Malam itu, Baekhyun melangkah pelan memasuki kamar sang raja. Ia memandang bagaimana pria itu terlelap dari kejauhan, hingga ia memutuskan untuk berlutut tepat di sisi ranjangnya. Itu adalah jarak terdekat yang pernah mereka miliki sejak keduanya menikahi satu sama lain.

Perlahan jemari Baekhyun menelusuri wajah Chanyeol dengan sentuhan selembut bulu. Ia pandang tiap inci detail seakan ingin mengingat itu semua seumur hidupnya.

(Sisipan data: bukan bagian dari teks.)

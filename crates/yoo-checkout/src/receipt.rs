//! Fiscal receipts (54-FZ): the standalone receipt resource and the receipt
//! data embedded in payments and refunds.

use std::fmt;

use chrono::{DateTime, Utc};
use serde::{Deserialize, Serialize};
use serde_json::Number;

use crate::common::Amount;

#[derive(Debug, Clone, PartialEq, Eq, Serialize, Deserialize)]
#[serde(rename_all = "snake_case")]
pub enum ReceiptType {
    Payment,
    Refund,
    #[serde(other)]
    Unknown,
}

#[derive(Debug, Clone, PartialEq, Eq, Serialize, Deserialize)]
#[serde(rename_all = "snake_case")]
pub enum ReceiptStatus {
    Pending,
    Succeeded,
    Canceled,
    #[serde(other)]
    Unknown,
}

/// Buyer contact details printed on the receipt.
#[derive(Debug, Clone, Default, PartialEq, Eq, Serialize, Deserialize)]
pub struct Customer {
    #[serde(default, skip_serializing_if = "Option::is_none")]
    pub full_name: Option<String>,
    #[serde(default, skip_serializing_if = "Option::is_none")]
    pub inn: Option<String>,
    #[serde(default, skip_serializing_if = "Option::is_none")]
    pub email: Option<String>,
    #[serde(default, skip_serializing_if = "Option::is_none")]
    pub phone: Option<String>,
}

/// Item quantity. The API sends a JSON number (`5.000`); requests may use
/// either a number or a decimal string, and serialize back as given.
#[derive(Debug, Clone, PartialEq, Eq, Serialize, Deserialize)]
#[serde(untagged)]
pub enum Quantity {
    Number(Number),
    Text(String),
}

impl From<&str> for Quantity {
    fn from(value: &str) -> Self {
        Quantity::Text(value.to_string())
    }
}

impl From<String> for Quantity {
    fn from(value: String) -> Self {
        Quantity::Text(value)
    }
}

impl From<u32> for Quantity {
    fn from(value: u32) -> Self {
        Quantity::Number(value.into())
    }
}

impl fmt::Display for Quantity {
    fn fmt(&self, f: &mut fmt::Formatter<'_>) -> fmt::Result {
        match self {
            Quantity::Number(n) => write!(f, "{n}"),
            Quantity::Text(s) => f.write_str(s),
        }
    }
}

/// One line of a receipt.
#[derive(Debug, Clone, PartialEq, Eq, Serialize, Deserialize)]
pub struct ReceiptItem {
    pub description: String,
    pub quantity: Quantity,
    pub amount: Amount,
    pub vat_code: u8,
    #[serde(default, skip_serializing_if = "Option::is_none")]
    pub payment_subject: Option<String>,
    #[serde(default, skip_serializing_if = "Option::is_none")]
    pub payment_mode: Option<String>,
    #[serde(default, skip_serializing_if = "Option::is_none")]
    pub product_code: Option<String>,
    #[serde(default, skip_serializing_if = "Option::is_none")]
    pub country_of_origin_code: Option<String>,
}

/// How the buyer settled: `cashless`, `prepayment`, `postpayment`, ...
#[derive(Debug, Clone, PartialEq, Eq, Serialize, Deserialize)]
pub struct Settlement {
    #[serde(rename = "type")]
    pub kind: String,
    pub amount: Amount,
}

/// Receipt data attached to a payment, capture or refund request.
#[derive(Debug, Clone, PartialEq, Eq, Serialize, Deserialize)]
pub struct ReceiptData {
    #[serde(default, skip_serializing_if = "Option::is_none")]
    pub customer: Option<Customer>,
    pub items: Vec<ReceiptItem>,
    #[serde(default, skip_serializing_if = "Option::is_none")]
    pub tax_system_code: Option<u8>,
    #[serde(default, skip_serializing_if = "Option::is_none")]
    pub email: Option<String>,
    #[serde(default, skip_serializing_if = "Option::is_none")]
    pub phone: Option<String>,
}

/// Receipt object.
#[derive(Debug, Clone, PartialEq, Eq, Serialize, Deserialize)]
pub struct Receipt {
    pub id: String,
    #[serde(rename = "type")]
    pub kind: ReceiptType,
    #[serde(default, skip_serializing_if = "Option::is_none")]
    pub payment_id: Option<String>,
    #[serde(default, skip_serializing_if = "Option::is_none")]
    pub refund_id: Option<String>,
    pub status: ReceiptStatus,
    #[serde(default, skip_serializing_if = "Option::is_none")]
    pub fiscal_document_number: Option<String>,
    #[serde(default, skip_serializing_if = "Option::is_none")]
    pub fiscal_storage_number: Option<String>,
    #[serde(default, skip_serializing_if = "Option::is_none")]
    pub fiscal_attribute: Option<String>,
    #[serde(default, skip_serializing_if = "Option::is_none")]
    pub registered_at: Option<DateTime<Utc>>,
    #[serde(default, skip_serializing_if = "Option::is_none")]
    pub fiscal_provider_id: Option<String>,
    #[serde(default)]
    pub items: Vec<ReceiptItem>,
    #[serde(default, skip_serializing_if = "Vec::is_empty")]
    pub settlements: Vec<Settlement>,
    #[serde(default, skip_serializing_if = "Option::is_none")]
    pub tax_system_code: Option<u8>,
    #[serde(default, skip_serializing_if = "Option::is_none")]
    pub on_behalf_of: Option<String>,
}

/// Body of `POST /receipts`.
#[derive(Debug, Clone, PartialEq, Eq, Serialize, Deserialize)]
pub struct CreateReceipt {
    #[serde(rename = "type")]
    pub kind: ReceiptType,
    #[serde(default, skip_serializing_if = "Option::is_none")]
    pub payment_id: Option<String>,
    #[serde(default, skip_serializing_if = "Option::is_none")]
    pub refund_id: Option<String>,
    pub customer: Customer,
    pub items: Vec<ReceiptItem>,
    /// Send the receipt to the buyer right away.
    pub send: bool,
    pub settlements: Vec<Settlement>,
    #[serde(default, skip_serializing_if = "Option::is_none")]
    pub tax_system_code: Option<u8>,
    #[serde(default, skip_serializing_if = "Option::is_none")]
    pub on_behalf_of: Option<String>,
}

#[cfg(test)]
mod tests {
    use super::*;
    use serde_json::json;

    #[test]
    fn test_create_receipt_body() {
        let body = CreateReceipt {
            kind: ReceiptType::Refund,
            payment_id: None,
            refund_id: Some("27a387af-0015-5000-8000-137da144ce29".into()),
            customer: Customer {
                email: Some("test@gmail.com".into()),
                ..Customer::default()
            },
            items: vec![ReceiptItem {
                description: "test".into(),
                quantity: "2".into(),
                amount: Amount::rub("1.00"),
                vat_code: 1,
                payment_subject: None,
                payment_mode: None,
                product_code: None,
                country_of_origin_code: None,
            }],
            send: true,
            settlements: vec![Settlement {
                kind: "cashless".into(),
                amount: Amount::rub("2.00"),
            }],
            tax_system_code: None,
            on_behalf_of: None,
        };
        let value = serde_json::to_value(&body).unwrap();
        assert_eq!(value["type"], "refund");
        assert_eq!(value["customer"], json!({"email": "test@gmail.com"}));
        assert_eq!(value["items"][0]["vat_code"], 1);
        assert_eq!(value["settlements"][0]["type"], "cashless");
        assert!(value.get("payment_id").is_none());
    }

    #[test]
    fn test_receipt_from_api_payload() {
        let receipt: Receipt = serde_json::from_value(json!({
            "id": "rt_1da5c87d-0984-50e8-a7f3-8de646dd9ec9",
            "type": "payment",
            "payment_id": "215d8da0-000f-50be-b000-0003308c89be",
            "status": "succeeded",
            "fiscal_document_number": "3986",
            "registered_at": "2019-05-13T17:56:00.000Z",
            "items": []
        }))
        .unwrap();
        assert_eq!(receipt.kind, ReceiptType::Payment);
        assert_eq!(receipt.status, ReceiptStatus::Succeeded);
        assert!(receipt.registered_at.is_some());
    }

    #[test]
    fn test_numeric_quantity_from_api() {
        let receipt: Receipt = serde_json::from_value(json!({
            "id": "rt-2",
            "type": "payment",
            "status": "pending",
            "items": [{
                "description": "Tea",
                "quantity": 5.000,
                "amount": {"value": "250.00", "currency": "RUB"},
                "vat_code": 2
            }]
        }))
        .unwrap();
        assert!(matches!(receipt.items[0].quantity, Quantity::Number(_)));
        assert_eq!(receipt.items[0].quantity.to_string(), "5.0");
    }

    #[test]
    fn test_quantity_keeps_callers_form() {
        assert_eq!(serde_json::to_value(Quantity::from("1.5")).unwrap(), json!("1.5"));
        assert_eq!(serde_json::to_value(Quantity::from(3u32)).unwrap(), json!(3));
    }
}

Ia tampan-amat sangat tampan jika ia boleh berkata jujur. Rahang dan tulang pipi yang kuat, sepasang mata almond, hidung runcing, bibir penuh-oh, dan jangan lupa dengan sepasang telinga peri yang juga merupakan favoritnya.

Namun tiba-tiba, sebuah bayang-bayang masa lalu kembali ke ingatannya. Sesuatu yang selalu menghantui di tiap mimpi buruk dalam tidurnya. Bagaimana pasukan kerajaan Angin telah membunuh orang-orang yang berharga baginya satu persatu, tepat di depan matanya.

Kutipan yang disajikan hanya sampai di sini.